What needs to be done: Go through the entries and say how many lines contain the string "bound". The number is the whole answer.

▽

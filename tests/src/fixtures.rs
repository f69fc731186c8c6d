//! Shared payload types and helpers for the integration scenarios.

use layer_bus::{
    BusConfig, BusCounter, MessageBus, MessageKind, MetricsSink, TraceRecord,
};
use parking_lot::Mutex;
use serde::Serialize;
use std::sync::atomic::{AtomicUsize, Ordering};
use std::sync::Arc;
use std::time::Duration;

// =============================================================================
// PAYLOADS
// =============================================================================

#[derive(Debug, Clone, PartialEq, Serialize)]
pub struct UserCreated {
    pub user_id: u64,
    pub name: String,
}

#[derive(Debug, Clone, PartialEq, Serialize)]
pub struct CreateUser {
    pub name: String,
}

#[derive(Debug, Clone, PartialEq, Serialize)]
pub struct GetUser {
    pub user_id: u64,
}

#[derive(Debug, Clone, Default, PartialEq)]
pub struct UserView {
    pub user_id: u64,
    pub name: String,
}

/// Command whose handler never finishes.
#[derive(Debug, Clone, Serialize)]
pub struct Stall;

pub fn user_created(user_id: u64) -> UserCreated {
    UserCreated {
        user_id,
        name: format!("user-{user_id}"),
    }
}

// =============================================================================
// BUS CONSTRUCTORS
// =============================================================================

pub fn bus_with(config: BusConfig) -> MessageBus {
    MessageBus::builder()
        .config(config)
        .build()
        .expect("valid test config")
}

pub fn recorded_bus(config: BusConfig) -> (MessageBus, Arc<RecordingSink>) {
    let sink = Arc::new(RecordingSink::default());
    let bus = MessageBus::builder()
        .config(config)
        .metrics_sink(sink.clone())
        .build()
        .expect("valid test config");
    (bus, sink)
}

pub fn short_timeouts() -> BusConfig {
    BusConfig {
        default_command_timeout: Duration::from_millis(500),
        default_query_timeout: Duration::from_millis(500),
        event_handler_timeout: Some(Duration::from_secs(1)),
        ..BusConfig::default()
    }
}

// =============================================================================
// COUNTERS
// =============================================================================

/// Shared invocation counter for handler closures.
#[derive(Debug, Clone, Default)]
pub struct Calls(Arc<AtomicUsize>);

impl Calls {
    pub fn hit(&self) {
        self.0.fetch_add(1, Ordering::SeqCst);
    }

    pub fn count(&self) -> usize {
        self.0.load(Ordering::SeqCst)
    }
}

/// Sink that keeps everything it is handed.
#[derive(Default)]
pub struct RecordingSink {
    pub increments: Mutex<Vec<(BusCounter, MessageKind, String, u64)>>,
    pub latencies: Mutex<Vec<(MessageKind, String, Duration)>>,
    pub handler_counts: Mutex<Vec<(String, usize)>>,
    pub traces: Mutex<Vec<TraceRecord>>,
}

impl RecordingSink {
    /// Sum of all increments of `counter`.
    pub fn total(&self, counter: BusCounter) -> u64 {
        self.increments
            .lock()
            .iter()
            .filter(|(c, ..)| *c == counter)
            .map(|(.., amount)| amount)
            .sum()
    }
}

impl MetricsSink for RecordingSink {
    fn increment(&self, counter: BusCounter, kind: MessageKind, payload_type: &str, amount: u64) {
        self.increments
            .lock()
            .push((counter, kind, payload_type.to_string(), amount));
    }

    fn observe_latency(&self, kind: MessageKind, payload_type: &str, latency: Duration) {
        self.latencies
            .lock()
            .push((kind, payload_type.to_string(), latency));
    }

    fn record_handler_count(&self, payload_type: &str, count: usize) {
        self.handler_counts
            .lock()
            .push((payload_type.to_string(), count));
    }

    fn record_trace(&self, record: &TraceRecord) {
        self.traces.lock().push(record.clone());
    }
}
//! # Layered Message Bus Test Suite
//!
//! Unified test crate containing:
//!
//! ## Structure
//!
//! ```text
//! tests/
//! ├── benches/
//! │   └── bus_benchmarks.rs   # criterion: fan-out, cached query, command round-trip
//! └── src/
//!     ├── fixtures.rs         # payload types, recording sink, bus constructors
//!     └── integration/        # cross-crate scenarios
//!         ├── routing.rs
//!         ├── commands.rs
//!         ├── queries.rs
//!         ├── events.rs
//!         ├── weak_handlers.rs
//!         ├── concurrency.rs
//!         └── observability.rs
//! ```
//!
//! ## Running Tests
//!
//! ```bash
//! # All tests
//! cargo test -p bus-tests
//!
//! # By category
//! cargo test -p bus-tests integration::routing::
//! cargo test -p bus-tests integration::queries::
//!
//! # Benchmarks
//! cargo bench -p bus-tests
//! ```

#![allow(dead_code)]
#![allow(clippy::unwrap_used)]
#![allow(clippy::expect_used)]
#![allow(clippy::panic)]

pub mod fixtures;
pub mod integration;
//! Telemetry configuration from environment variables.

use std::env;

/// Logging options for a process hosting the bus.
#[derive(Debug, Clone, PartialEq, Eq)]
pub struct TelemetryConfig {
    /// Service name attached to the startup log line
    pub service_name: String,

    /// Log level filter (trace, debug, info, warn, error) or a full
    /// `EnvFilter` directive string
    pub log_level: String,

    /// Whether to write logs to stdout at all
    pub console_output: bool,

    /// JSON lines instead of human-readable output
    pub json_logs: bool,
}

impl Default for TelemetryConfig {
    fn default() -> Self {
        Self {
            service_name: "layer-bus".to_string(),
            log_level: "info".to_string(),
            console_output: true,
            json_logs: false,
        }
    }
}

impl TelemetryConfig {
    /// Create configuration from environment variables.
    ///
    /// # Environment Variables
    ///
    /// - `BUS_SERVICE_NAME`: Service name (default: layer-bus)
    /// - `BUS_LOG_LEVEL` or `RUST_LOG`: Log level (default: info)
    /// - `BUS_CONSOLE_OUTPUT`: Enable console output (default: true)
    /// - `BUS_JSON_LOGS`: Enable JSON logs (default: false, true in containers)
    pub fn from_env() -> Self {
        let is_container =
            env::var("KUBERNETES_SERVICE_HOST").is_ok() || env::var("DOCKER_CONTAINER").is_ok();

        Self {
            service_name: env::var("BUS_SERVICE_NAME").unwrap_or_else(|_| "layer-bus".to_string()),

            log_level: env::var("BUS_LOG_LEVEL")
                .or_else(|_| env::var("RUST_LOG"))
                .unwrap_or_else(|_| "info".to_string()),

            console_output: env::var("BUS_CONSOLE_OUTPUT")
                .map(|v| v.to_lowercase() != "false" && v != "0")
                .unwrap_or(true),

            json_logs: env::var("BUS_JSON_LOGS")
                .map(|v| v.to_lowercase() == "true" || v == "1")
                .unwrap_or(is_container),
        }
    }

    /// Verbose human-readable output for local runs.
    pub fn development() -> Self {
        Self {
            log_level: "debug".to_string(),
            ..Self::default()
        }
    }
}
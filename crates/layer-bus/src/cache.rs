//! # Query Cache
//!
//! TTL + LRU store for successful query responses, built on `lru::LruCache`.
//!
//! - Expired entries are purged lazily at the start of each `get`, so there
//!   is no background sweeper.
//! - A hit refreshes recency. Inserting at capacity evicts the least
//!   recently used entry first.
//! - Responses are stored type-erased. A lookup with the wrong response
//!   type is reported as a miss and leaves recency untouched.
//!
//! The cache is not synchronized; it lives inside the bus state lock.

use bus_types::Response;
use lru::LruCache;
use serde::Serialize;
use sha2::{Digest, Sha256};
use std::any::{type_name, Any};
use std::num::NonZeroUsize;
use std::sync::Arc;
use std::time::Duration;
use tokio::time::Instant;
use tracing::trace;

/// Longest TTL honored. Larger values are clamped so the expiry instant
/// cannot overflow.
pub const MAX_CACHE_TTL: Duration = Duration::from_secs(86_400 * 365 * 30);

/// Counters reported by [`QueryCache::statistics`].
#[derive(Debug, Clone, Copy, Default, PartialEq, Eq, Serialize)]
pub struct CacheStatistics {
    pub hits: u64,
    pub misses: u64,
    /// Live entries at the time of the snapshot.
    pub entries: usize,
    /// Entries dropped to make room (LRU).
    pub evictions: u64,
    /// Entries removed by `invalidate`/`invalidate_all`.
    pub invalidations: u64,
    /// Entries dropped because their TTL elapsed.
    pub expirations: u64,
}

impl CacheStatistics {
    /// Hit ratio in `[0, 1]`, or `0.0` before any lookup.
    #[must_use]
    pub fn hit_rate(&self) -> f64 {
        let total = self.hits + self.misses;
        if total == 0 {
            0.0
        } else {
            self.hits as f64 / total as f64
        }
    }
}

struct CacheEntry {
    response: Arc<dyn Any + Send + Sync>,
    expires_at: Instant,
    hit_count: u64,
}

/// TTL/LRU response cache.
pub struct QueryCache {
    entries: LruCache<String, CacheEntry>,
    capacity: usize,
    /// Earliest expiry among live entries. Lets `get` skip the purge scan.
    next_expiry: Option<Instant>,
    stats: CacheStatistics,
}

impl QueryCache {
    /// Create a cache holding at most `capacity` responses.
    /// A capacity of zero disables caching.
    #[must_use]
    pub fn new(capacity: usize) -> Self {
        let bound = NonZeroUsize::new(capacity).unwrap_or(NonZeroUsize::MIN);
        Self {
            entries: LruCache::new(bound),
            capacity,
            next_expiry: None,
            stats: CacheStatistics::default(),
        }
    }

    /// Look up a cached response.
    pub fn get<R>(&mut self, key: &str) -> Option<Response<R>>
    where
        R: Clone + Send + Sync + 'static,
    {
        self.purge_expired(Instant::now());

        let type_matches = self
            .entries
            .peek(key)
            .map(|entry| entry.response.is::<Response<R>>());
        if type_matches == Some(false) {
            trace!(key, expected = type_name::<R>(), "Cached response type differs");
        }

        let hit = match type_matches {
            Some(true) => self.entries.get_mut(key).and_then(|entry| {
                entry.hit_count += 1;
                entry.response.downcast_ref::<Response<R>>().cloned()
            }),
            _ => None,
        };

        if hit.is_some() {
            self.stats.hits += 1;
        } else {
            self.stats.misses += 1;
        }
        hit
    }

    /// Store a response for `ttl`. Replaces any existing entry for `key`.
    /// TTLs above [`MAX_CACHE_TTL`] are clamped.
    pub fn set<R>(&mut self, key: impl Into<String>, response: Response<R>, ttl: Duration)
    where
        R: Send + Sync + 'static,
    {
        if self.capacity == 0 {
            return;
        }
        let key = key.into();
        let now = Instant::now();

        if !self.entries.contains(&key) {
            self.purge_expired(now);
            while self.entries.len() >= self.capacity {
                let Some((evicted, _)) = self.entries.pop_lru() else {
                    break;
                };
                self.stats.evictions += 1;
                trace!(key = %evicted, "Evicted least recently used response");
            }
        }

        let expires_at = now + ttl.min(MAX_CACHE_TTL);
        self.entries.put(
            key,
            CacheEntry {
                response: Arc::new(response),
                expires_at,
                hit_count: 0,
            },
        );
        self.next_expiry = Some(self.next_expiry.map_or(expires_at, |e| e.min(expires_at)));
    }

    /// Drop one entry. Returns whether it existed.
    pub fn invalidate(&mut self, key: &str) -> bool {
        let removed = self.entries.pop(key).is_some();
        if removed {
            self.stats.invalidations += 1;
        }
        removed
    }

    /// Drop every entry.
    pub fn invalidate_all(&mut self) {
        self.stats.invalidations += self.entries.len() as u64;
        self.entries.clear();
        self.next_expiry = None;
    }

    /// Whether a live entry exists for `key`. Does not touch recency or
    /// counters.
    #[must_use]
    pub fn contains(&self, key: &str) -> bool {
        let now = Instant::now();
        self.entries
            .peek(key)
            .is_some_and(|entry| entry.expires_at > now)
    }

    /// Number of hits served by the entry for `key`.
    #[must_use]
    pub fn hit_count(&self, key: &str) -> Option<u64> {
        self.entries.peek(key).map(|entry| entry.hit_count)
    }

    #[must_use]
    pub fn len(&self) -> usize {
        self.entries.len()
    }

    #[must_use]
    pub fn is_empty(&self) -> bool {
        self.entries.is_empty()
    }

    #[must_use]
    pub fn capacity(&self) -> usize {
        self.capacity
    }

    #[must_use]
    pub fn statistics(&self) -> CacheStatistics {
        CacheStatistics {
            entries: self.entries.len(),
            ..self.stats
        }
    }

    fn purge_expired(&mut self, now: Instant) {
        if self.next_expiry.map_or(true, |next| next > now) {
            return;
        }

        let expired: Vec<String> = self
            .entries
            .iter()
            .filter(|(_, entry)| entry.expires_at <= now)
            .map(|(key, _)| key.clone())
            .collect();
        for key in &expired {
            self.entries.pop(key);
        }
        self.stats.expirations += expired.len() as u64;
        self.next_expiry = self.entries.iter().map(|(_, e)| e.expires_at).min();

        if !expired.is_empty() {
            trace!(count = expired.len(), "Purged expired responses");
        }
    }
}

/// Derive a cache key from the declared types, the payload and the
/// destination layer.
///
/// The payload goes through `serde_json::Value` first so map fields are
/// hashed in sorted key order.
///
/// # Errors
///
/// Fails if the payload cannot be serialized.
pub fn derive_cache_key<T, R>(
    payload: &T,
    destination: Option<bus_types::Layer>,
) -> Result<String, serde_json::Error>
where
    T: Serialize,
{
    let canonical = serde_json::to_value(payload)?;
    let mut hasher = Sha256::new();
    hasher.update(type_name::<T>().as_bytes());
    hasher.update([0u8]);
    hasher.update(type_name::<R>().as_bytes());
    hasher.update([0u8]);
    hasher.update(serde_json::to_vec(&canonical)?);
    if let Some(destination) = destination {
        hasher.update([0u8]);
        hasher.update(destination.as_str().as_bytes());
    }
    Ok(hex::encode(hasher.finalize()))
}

△

Solved exercise: 2